* _What the exercise asks_:
In the entries below, find the lines that include "đồng" and give their number as the whole reply.

* _Dataset records_:
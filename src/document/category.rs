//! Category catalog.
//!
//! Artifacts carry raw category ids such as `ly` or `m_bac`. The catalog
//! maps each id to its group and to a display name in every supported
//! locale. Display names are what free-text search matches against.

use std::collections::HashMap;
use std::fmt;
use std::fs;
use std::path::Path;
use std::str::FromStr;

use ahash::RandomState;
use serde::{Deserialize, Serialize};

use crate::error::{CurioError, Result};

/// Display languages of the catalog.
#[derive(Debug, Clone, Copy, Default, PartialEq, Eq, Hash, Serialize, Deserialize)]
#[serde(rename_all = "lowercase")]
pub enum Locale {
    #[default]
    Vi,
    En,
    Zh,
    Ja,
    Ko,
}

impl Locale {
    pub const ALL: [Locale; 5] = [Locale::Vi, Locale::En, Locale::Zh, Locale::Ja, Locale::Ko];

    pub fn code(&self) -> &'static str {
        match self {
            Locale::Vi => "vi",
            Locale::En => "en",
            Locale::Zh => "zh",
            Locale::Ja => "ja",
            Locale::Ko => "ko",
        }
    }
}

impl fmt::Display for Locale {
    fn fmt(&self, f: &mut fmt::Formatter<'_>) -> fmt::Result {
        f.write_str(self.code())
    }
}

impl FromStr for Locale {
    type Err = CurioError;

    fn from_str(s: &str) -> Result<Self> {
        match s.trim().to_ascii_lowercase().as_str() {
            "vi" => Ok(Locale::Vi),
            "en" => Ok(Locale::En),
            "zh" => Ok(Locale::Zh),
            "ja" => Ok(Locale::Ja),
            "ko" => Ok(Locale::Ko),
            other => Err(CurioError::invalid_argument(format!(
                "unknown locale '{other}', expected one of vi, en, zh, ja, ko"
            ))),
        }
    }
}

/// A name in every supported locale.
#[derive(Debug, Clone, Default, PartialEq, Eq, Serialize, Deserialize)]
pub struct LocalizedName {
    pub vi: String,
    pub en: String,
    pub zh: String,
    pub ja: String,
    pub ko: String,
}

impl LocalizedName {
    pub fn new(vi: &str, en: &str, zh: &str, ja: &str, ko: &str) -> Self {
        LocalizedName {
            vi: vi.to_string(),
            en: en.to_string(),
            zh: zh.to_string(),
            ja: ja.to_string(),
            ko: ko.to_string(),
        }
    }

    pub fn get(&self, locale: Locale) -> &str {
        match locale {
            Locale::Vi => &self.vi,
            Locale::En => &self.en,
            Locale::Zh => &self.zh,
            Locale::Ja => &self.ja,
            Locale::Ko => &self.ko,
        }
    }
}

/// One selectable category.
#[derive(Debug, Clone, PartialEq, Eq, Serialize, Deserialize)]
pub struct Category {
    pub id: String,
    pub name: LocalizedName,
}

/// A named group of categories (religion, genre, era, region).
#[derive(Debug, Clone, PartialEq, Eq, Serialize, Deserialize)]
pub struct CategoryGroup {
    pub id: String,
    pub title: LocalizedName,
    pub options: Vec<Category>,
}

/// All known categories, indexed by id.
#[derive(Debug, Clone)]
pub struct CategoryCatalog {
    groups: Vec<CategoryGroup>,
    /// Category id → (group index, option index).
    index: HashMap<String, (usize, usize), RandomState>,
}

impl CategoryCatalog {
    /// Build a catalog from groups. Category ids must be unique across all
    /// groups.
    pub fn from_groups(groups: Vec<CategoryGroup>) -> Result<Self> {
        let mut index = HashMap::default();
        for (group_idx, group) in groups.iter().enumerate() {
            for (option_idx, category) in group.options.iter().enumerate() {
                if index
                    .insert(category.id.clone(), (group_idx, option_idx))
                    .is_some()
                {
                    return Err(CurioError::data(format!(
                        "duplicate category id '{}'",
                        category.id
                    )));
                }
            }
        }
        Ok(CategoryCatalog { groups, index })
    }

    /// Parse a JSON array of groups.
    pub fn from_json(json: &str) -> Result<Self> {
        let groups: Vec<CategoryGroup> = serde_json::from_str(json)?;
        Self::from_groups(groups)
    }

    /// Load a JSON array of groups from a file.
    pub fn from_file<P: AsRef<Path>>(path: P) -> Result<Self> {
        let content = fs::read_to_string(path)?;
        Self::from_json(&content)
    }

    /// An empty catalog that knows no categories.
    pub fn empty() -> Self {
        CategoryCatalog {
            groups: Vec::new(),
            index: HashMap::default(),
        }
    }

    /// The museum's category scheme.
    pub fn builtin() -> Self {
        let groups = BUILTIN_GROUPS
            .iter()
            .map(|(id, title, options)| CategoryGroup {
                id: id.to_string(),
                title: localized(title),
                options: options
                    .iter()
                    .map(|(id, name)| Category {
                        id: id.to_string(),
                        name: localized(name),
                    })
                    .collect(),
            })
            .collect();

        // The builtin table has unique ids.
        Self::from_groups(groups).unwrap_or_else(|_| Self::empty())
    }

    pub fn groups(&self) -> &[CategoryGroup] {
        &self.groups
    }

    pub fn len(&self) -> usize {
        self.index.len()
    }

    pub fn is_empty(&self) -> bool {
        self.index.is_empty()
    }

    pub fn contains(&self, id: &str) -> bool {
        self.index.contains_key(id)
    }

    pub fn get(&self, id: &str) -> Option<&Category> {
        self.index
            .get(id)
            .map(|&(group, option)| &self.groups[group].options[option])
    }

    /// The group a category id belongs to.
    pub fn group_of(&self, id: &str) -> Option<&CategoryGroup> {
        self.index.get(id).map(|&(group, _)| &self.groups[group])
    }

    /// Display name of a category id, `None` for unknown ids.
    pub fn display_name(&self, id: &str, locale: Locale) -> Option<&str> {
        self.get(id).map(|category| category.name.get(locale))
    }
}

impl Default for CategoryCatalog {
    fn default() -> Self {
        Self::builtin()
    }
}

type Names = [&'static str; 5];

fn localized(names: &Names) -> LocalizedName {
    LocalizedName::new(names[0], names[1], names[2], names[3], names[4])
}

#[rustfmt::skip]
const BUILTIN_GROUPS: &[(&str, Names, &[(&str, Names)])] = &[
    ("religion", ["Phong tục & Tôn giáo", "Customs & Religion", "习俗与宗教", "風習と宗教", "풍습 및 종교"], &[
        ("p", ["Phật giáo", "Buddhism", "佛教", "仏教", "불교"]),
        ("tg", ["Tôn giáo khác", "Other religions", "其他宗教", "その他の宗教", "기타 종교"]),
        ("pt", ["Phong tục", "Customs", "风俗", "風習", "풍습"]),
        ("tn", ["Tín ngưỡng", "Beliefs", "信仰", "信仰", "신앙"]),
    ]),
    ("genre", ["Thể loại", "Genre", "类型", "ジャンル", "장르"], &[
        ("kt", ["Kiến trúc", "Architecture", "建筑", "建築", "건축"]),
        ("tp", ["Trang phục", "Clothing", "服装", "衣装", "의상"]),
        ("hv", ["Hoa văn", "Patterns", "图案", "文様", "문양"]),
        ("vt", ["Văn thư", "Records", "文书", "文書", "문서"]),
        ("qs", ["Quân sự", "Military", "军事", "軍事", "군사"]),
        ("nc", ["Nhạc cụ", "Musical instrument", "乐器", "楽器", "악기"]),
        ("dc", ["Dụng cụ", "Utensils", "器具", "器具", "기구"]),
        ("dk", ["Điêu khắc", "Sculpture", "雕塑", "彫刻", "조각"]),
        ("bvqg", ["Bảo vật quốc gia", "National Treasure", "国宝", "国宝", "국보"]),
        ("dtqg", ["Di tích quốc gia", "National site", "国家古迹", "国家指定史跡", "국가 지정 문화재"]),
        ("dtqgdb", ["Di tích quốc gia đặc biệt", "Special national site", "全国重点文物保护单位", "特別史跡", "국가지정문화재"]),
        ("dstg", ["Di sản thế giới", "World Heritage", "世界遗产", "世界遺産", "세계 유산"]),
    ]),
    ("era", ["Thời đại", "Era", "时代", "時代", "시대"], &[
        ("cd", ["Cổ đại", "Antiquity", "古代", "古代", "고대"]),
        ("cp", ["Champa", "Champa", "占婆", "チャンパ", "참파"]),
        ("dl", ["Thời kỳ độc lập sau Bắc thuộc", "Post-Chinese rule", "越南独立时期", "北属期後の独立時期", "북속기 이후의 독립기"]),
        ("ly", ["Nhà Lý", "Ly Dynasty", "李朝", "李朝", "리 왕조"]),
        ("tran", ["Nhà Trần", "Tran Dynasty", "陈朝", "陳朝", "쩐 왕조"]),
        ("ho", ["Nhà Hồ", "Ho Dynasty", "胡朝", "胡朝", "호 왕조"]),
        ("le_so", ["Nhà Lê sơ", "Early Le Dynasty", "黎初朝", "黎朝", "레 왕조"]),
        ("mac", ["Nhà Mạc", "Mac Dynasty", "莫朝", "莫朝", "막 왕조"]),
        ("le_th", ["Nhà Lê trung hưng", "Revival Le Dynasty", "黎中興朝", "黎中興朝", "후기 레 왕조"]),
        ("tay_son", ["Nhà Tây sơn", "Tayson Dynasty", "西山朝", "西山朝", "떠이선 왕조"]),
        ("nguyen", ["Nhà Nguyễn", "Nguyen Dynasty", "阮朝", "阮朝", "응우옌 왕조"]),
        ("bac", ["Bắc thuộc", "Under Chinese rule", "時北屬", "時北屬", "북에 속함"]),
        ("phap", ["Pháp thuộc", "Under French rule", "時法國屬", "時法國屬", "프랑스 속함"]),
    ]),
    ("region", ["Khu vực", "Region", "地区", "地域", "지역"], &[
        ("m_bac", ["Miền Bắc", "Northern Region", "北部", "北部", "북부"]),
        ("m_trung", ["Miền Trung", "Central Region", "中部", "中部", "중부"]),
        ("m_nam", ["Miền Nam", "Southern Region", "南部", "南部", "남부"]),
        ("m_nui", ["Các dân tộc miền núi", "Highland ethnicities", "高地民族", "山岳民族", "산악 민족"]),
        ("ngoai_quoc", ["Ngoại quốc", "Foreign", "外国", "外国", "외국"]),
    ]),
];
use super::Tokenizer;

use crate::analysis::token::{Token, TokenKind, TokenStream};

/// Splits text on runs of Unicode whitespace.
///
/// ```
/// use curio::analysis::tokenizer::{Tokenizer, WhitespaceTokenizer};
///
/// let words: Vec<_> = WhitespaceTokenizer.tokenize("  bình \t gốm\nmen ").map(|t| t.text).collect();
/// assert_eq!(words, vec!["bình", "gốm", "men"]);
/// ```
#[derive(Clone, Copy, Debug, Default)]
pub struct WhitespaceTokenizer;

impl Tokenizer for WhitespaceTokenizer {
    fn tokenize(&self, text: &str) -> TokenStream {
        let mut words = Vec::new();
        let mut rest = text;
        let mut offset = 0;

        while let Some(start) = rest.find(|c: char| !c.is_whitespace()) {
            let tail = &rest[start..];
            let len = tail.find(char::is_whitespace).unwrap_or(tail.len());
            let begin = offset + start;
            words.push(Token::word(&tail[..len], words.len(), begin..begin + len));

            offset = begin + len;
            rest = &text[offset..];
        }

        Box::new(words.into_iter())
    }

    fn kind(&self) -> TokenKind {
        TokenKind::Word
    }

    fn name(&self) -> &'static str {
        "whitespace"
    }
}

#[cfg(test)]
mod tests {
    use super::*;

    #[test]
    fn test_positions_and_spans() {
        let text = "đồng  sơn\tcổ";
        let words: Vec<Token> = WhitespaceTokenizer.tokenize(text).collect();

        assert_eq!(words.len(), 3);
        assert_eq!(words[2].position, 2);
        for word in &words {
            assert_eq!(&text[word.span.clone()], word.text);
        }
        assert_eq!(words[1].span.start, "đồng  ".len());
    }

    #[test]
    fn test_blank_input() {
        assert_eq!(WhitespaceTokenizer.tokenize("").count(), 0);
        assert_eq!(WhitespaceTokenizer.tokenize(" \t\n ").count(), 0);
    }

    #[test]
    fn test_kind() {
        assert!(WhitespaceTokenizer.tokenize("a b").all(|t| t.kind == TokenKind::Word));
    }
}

* _Response to this exercise_:
2